I woke up early this morning in the California and quickly read through the major news feeds and Twitter postings to figure out what went on while I was asleep. The H7N9 has been isolated in a poultry market in Shanghai on Friday leading Chinese authorities to slaughter over 20,000 birds.
Shanghai authorities stressed the H7N9 virus remained sensitive to the drug Tamiflu and those who were diagnosed early could be cured.
The virus has been shared with World Health Organization (WHO) collaborating centers in Atlanta, Beijing, London, Melbourne and Tokyo, and these groups are analyzing samples to identify the best candidate to be used for the manufacture of vaccine – if it becomes necessary.

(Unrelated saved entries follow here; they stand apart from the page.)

mod args;
mod console;

use anyhow::{Context, Result};
use clap::Parser as _;
use directories::ProjectDirs;
use modsync_lib::updater::Backup;
use modsync_lib::{
    CancelToken, CompatibilityTags, DirectoryProfileManager, ModrinthCatalog, SilentListener,
    UpdateListener, UpdateReport, UpdateResult, Updater, UpdaterConfig,
};
use std::path::{Path, PathBuf};
use std::sync::Arc;

use crate::args::{Cli, Command, ProfileCommand};
use crate::console::ConsoleListener;

const CONFIG_FILENAME: &str = "config.json";

fn main() {
    let cli = Cli::parse();
    init_logging(cli.verbose);

    let result = match tokio::runtime::Builder::new_multi_thread()
        .enable_all()
        .build()
    {
        Ok(rt) => rt.block_on(async_main(cli)),
        Err(err) => {
            log::error!("Failed to create tokio runtime: {:?}", err);
            std::process::exit(1);
        }
    };

    match result {
        Ok(true) => {}
        Ok(false) => std::process::exit(2),
        Err(err) => {
            eprintln!("Error: {:#}", err);
            std::process::exit(1);
        }
    }
}

fn init_logging(verbose: u8) {
    let default = match verbose {
        0 => "warn",
        1 => "info",
        2 => "debug",
        _ => "trace",
    };
    env_logger::Builder::from_env(env_logger::Env::new().filter_or("MODSYNC_LOG", default))
        .format_timestamp(None)
        .init();
}

fn project_dirs() -> Option<ProjectDirs> {
    ProjectDirs::from("dev", "modsync", "modsync")
}

fn config_path(cli: &Cli) -> Result<PathBuf> {
    match &cli.config {
        Some(path) => Ok(path.clone()),
        None => project_dirs()
            .map(|dirs| dirs.config_dir().join(CONFIG_FILENAME))
            .context("Could not determine a config directory, pass --config"),
    }
}

fn profiles_dir(cli: &Cli, config: &UpdaterConfig) -> Result<PathBuf> {
    if let Some(dir) = cli.profiles_dir.clone().or_else(|| config.profiles_dir.clone()) {
        return Ok(dir);
    }
    project_dirs()
        .map(|dirs| dirs.data_dir().join("profiles"))
        .context("Could not determine a data directory, pass --profiles-dir")
}

/// Returns `false` when some per-mod operation failed.
async fn async_main(cli: Cli) -> Result<bool> {
    log::trace!("args = {:#?}", cli);

    let config = UpdaterConfig::load(&config_path(&cli)?).await?;
    let profiles = Arc::new(DirectoryProfileManager::new(profiles_dir(&cli, &config)?));

    if let Command::Profile(command) = &cli.command {
        return run_profile_command(&profiles, command, cli.json).await;
    }

    let catalog = Arc::new(ModrinthCatalog::new(&config).context("Create catalog client")?);
    let listener: Arc<dyn UpdateListener> = if cli.json {
        Arc::new(SilentListener)
    } else {
        Arc::new(ConsoleListener::new())
    };
    let updater = Updater::new(config, catalog, profiles, listener);

    match cli.command {
        Command::Check { profile } => {
            let reports = updater.check_for_updates(&profile).await?;
            if cli.json {
                print_json(&reports)?;
            } else {
                print_reports(&reports);
            }
            Ok(reports.iter().all(|r| r.error.is_none()))
        }
        Command::Update {
            profile,
            all,
            files,
        } => {
            let cancel = cancel_on_ctrl_c();
            let results = if all {
                updater.update_all(&profile, &cancel).await?
            } else {
                updater.update_selected(&profile, &files, &cancel).await?
            };
            if cli.json {
                print_json(&results)?;
            } else {
                print_results(&results);
            }
            Ok(results.iter().all(UpdateResult::is_success))
        }
        Command::Install {
            profile,
            catalog_id,
            name,
        } => {
            let entry = updater
                .install(&profile, &catalog_id, name.as_deref())
                .await?;
            if cli.json {
                print_json(&entry)?;
            } else {
                println!(
                    "installed {} {} as {}",
                    entry.display_name, entry.version_number, entry.file_name
                );
            }
            Ok(true)
        }
        Command::Remove { profile, file_name } => {
            let entry = updater.remove_artifact(&profile, &file_name).await?;
            if cli.json {
                print_json(&entry)?;
            } else {
                println!("removed {} ({})", entry.display_name, entry.file_name);
            }
            Ok(true)
        }
        Command::Rollback { profile, file_name } => {
            let backup = updater.rollback(&profile, &file_name).await?;
            if cli.json {
                print_json(&backup)?;
            } else {
                println!(
                    "restored {} from backup taken {}",
                    backup.file_name,
                    backup.created_at().format("%Y-%m-%d %H:%M:%S")
                );
            }
            Ok(true)
        }
        Command::Backups { profile, file_name } => {
            let backups = updater.list_backups(&profile, file_name.as_deref()).await?;
            if cli.json {
                print_json(&backups)?;
            } else {
                print_backups(&backups);
            }
            Ok(true)
        }
        Command::Prune { profile } => {
            let dropped = updater.prune_registry(&profile).await?;
            if cli.json {
                print_json(&dropped)?;
            } else if dropped.is_empty() {
                println!("registry is clean");
            } else {
                for entry in &dropped {
                    println!("forgot {} ({})", entry.display_name, entry.file_name);
                }
            }
            Ok(true)
        }
        Command::Profile(_) => Ok(true),
    }
}

async fn run_profile_command(
    profiles: &DirectoryProfileManager,
    command: &ProfileCommand,
    json: bool,
) -> Result<bool> {
    match command {
        ProfileCommand::Create {
            id,
            game_version,
            loader,
            install_dir,
        } => {
            let profile = profiles
                .create(
                    id,
                    CompatibilityTags::new(game_version.clone(), loader.clone()),
                    install_dir.clone(),
                )
                .await?;
            println!(
                "created profile {} ({}) installing into {}",
                profile.id,
                profile.compatibility,
                profile.install_dir.display()
            );
        }
        ProfileCommand::List => {
            let ids = profiles.list().await?;
            if json {
                print_json(&ids)?;
            } else if ids.is_empty() {
                println!("no profiles in {}", profiles.root().display());
            } else {
                for id in ids {
                    println!("{}", id);
                }
            }
        }
    }
    Ok(true)
}

/// Cancel the running batch on the first Ctrl-C. The mod being updated
/// still finishes.
fn cancel_on_ctrl_c() -> CancelToken {
    let (tx, cancel) = CancelToken::channel();
    tokio::spawn(async move {
        if tokio::signal::ctrl_c().await.is_ok() {
            log::warn!("Cancelling after the current mod...");
            tx.send_replace(true);
        }
    });
    cancel
}

fn print_json<T: serde::Serialize + ?Sized>(value: &T) -> Result<()> {
    println!("{}", serde_json::to_string_pretty(value)?);
    Ok(())
}

fn print_reports(reports: &[UpdateReport]) {
    if reports.is_empty() {
        println!("no tracked mods");
        return;
    }

    let width = reports.iter().map(|r| r.name().len()).max().unwrap_or(0);
    for report in reports {
        let status = match (&report.error, &report.latest_version) {
            (Some(error), _) => format!("error: {}", error),
            (None, Some(latest)) if report.has_update => format!(
                "{} -> {} ({})",
                report.artifact.current_version,
                latest.version_number,
                human_size(report.update_size_bytes)
            ),
            _ => format!("{} (up to date)", report.artifact.current_version),
        };
        println!("{:width$}  {}", report.name(), status, width = width);
    }

    let available = reports.iter().filter(|r| r.has_update).count();
    println!("\n{} of {} mods can be updated", available, reports.len());
}

fn print_results(results: &[UpdateResult]) {
    let updated = results.iter().filter(|r| r.is_success()).count();
    for result in results.iter().filter(|r| !r.is_success()) {
        if let Some(error) = result.error() {
            println!("{}: {}", result.name(), error);
        }
    }
    println!("{} updated, {} failed", updated, results.len() - updated);
}

fn print_backups(backups: &[Backup]) {
    if backups.is_empty() {
        println!("no backups");
        return;
    }
    for backup in backups {
        println!(
            "{}  {}  {}",
            backup.created_at().format("%Y-%m-%d %H:%M:%S"),
            backup.file_name,
            display_name(&backup.path)
        );
    }
}

fn display_name(path: &Path) -> String {
    path.file_name()
        .map(|n| n.to_string_lossy().into_owned())
        .unwrap_or_else(|| path.display().to_string())
}

fn human_size(bytes: u64) -> String {
    const UNITS: [&str; 4] = ["B", "KiB", "MiB", "GiB"];
    let mut size = bytes as f64;
    let mut unit = 0;
    while size >= 1024.0 && unit < UNITS.len() - 1 {
        size /= 1024.0;
        unit += 1;
    }
    if unit == 0 {
        format!("{} {}", bytes, UNITS[0])
    } else {
        format!("{:.1} {}", size, UNITS[unit])
    }
}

The World Health Organization announced on 4 April there was no sign of “sustained human-to-human transmission” of the H7N9 virus in China, but it was important to check on 400 people who had been in close contact with the 14 confirmed cases.
The 3 April WHO FAQ document on the H7N9 virus answers the question about whether this virus could produce a global pandemic as follows: Any animal influenza virus that develops the ability to infect people is a theoretical risk to cause a pandemic. However, whether the influenza A(H7N9) virus could actually cause a pandemic is unknown. Other animal influenza viruses that have been found to occasionally infect people have not gone on to cause a pandemic.